Search the records below for the word "thread". Pull out each line that has it.

──────── DATA

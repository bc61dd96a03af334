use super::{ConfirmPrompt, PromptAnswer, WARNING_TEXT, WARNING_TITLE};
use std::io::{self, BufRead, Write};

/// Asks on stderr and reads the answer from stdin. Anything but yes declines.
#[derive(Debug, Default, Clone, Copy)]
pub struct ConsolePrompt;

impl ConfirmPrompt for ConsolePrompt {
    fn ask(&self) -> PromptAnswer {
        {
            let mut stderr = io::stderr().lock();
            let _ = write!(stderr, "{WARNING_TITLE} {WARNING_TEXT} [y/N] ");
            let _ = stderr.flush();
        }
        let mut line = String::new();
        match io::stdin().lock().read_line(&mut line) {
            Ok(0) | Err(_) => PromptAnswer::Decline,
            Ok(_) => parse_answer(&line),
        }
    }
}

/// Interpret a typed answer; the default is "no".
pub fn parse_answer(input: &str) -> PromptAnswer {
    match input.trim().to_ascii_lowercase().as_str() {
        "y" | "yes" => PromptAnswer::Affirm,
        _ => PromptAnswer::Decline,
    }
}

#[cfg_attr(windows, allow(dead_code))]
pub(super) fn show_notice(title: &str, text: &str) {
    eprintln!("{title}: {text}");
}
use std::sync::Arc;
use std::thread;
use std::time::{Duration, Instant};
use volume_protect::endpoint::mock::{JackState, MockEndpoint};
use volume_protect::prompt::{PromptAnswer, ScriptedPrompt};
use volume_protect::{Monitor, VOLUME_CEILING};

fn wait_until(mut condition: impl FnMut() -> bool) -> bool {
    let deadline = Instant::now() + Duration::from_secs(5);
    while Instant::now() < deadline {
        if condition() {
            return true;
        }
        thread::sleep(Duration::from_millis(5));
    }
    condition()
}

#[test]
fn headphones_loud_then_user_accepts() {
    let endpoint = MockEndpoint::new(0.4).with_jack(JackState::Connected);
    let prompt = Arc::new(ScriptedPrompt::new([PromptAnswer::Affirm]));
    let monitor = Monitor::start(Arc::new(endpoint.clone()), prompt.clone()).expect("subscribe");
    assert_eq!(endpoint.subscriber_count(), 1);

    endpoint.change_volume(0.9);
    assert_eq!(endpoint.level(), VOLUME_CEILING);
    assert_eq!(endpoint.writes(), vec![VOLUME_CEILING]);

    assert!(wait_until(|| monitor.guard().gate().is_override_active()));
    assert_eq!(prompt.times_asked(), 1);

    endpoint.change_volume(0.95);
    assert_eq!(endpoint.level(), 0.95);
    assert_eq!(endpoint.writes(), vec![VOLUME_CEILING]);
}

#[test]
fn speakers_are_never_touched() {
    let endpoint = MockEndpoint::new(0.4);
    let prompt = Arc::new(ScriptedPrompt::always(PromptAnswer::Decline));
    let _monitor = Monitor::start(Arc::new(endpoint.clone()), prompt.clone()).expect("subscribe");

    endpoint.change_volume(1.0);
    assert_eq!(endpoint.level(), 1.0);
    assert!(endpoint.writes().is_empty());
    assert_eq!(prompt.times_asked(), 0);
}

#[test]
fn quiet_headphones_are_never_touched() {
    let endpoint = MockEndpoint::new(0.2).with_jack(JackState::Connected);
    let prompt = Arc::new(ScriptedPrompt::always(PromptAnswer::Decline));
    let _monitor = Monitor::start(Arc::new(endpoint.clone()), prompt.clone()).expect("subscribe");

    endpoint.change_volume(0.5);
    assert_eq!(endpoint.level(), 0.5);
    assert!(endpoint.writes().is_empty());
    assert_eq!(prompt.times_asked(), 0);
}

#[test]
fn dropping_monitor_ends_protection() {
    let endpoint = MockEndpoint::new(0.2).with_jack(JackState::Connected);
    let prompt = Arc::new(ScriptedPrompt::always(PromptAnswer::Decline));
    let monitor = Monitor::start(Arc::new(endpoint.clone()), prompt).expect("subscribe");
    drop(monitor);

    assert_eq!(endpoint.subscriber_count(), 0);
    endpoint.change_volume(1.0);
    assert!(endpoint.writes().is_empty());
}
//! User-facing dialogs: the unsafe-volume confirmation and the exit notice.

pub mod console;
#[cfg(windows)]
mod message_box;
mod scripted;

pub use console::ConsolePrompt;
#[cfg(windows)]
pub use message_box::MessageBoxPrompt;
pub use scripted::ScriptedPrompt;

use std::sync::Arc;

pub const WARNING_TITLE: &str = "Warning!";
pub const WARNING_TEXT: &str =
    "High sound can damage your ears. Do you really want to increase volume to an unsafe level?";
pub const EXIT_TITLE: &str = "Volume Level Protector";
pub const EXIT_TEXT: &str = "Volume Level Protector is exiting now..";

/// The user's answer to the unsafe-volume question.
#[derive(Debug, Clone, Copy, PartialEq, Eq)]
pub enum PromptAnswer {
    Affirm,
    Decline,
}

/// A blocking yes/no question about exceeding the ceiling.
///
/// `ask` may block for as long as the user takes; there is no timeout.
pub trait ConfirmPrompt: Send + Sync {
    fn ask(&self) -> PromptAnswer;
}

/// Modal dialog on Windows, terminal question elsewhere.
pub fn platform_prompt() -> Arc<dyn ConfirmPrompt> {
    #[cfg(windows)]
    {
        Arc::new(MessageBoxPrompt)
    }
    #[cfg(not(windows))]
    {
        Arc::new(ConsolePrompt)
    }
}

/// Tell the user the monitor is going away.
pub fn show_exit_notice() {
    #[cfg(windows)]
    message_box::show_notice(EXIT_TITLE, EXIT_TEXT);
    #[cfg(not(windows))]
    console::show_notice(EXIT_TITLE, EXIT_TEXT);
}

────────────────

ANSWER AREA.
use std::thread;
        thread::sleep(Duration::from_millis(5));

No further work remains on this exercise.